- ACTIVITY
Determine the count of lines containing "words" in the entries below and return only that figure.

- Saved data entries
= = =

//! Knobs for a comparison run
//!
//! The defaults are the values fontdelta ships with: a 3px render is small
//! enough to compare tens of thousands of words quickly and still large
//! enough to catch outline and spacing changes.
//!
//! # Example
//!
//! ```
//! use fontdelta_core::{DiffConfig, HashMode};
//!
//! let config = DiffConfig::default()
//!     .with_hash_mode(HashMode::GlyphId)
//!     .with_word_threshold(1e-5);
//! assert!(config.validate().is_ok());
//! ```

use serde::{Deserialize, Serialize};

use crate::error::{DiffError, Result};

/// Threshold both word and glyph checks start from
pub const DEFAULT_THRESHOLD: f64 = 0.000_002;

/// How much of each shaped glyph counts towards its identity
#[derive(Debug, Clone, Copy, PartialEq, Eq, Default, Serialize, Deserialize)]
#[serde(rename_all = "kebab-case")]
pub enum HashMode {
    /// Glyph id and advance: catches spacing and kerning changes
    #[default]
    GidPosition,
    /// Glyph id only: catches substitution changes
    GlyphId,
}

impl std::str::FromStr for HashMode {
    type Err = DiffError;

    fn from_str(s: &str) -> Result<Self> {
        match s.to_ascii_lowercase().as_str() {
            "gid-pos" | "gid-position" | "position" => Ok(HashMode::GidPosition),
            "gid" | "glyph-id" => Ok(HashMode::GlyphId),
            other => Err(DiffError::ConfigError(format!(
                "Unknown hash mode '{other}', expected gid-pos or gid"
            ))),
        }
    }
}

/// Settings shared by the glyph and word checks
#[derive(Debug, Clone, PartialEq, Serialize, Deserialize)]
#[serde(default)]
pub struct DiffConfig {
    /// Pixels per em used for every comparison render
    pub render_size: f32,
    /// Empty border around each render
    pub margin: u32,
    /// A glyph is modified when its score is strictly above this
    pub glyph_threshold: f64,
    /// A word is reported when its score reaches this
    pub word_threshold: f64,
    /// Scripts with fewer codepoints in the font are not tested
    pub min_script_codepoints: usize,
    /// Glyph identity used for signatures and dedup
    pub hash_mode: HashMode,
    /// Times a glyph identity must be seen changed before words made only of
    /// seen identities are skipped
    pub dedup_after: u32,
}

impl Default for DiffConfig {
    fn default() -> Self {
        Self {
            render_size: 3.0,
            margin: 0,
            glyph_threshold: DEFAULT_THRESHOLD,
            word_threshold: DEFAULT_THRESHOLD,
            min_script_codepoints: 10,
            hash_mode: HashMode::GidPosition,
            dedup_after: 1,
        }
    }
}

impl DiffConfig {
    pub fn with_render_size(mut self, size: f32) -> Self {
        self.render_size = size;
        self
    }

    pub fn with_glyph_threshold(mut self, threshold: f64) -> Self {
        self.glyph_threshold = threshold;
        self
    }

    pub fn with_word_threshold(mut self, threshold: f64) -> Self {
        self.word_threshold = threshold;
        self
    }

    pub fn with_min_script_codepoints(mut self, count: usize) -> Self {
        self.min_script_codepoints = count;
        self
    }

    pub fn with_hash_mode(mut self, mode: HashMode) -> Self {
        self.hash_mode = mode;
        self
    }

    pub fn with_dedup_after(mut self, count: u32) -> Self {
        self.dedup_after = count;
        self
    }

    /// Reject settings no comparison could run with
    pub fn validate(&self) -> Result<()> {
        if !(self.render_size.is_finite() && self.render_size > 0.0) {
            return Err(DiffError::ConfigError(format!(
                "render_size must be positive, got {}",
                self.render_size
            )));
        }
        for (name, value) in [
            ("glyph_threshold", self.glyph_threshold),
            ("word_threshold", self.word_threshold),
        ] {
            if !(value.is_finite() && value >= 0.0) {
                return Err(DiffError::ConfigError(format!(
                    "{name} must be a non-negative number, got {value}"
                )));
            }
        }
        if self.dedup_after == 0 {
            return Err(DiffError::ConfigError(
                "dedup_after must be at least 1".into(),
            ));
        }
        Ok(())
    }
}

= = =

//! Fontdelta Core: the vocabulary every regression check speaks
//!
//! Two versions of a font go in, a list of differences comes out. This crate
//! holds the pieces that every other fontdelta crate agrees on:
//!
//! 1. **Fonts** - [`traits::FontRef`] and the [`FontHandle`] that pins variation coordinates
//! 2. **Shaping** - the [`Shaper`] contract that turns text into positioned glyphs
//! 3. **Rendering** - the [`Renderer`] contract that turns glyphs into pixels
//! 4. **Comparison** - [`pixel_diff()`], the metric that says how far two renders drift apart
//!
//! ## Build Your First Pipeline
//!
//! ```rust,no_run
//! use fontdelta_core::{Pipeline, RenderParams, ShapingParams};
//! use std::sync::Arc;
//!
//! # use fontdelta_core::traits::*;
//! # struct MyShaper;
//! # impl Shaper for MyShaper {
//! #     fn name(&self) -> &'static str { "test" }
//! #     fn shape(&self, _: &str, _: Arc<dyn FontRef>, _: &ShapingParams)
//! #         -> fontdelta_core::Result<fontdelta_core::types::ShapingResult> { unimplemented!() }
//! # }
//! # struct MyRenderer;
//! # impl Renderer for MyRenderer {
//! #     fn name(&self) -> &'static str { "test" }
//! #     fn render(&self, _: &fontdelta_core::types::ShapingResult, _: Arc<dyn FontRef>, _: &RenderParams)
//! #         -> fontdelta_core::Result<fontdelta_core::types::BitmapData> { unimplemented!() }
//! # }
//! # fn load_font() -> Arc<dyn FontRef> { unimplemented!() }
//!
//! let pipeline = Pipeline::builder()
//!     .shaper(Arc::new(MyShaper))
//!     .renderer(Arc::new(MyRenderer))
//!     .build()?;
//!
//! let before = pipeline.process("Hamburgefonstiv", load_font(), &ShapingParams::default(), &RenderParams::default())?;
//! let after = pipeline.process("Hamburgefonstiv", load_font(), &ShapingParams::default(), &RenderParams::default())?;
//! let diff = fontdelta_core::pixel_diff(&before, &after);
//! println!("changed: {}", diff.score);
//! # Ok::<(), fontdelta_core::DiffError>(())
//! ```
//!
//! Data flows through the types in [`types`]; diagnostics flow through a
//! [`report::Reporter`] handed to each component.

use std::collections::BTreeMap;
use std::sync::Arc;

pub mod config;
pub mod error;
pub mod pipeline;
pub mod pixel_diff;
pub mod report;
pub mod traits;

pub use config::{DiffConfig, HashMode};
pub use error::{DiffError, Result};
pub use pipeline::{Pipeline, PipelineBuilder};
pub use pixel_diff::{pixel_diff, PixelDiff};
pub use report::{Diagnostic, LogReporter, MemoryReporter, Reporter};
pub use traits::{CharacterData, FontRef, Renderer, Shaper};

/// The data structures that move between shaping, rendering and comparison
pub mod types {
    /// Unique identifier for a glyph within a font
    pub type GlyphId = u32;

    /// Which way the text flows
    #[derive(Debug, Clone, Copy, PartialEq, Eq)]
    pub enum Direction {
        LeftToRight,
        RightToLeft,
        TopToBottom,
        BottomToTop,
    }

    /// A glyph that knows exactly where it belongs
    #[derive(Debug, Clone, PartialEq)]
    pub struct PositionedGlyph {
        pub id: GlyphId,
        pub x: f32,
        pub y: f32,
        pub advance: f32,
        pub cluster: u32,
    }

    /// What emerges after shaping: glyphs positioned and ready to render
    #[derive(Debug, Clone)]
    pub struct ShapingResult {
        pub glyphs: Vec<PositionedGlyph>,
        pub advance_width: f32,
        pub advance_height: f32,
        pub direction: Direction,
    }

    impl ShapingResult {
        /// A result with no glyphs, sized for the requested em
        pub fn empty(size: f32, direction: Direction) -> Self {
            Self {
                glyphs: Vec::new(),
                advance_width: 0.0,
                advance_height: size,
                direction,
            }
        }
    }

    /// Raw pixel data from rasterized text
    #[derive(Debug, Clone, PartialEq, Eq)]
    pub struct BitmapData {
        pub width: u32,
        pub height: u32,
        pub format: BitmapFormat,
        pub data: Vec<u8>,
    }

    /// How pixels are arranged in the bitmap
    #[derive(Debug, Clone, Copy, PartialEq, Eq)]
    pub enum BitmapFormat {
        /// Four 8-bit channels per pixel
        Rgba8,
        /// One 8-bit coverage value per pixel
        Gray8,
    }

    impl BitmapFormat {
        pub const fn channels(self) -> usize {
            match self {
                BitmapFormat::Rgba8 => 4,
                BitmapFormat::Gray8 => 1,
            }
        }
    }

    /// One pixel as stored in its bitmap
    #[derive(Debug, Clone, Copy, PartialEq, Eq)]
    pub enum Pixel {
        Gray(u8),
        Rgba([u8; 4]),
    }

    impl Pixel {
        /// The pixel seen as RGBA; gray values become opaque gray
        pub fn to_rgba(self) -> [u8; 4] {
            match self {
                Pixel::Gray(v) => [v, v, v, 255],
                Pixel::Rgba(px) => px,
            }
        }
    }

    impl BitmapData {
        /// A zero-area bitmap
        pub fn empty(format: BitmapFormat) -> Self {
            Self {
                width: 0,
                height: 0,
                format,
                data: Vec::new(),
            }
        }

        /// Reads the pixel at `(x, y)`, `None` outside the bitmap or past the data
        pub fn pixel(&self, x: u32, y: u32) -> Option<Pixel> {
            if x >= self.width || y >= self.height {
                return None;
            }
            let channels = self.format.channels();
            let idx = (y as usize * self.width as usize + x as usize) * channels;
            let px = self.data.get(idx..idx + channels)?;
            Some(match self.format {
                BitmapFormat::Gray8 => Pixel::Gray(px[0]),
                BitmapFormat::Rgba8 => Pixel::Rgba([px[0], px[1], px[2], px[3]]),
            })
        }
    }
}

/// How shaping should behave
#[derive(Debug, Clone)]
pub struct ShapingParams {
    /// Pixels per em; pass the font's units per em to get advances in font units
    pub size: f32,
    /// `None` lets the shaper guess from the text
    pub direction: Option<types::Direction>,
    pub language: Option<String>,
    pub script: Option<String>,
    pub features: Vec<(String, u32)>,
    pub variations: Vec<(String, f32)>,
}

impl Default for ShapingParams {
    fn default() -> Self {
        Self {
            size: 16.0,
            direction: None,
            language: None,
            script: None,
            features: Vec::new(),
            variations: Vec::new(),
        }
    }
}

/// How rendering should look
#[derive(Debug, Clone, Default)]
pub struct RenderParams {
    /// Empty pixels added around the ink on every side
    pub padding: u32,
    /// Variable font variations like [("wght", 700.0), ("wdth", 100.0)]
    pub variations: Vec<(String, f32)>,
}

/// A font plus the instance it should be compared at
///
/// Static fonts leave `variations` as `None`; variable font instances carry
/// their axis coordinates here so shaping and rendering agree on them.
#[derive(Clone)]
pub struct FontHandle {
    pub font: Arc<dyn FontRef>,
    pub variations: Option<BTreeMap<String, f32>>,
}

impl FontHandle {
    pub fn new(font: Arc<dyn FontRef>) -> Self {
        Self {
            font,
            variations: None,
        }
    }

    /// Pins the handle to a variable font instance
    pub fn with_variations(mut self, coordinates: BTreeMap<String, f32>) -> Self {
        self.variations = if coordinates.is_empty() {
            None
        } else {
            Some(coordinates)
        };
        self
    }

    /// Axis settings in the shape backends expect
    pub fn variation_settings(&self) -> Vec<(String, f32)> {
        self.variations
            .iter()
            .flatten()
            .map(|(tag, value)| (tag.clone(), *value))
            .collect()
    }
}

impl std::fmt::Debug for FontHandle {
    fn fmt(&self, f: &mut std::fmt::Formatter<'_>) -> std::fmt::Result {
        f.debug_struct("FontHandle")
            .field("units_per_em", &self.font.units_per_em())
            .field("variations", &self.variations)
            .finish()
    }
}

= = =

- SOLVED PROBLEM
2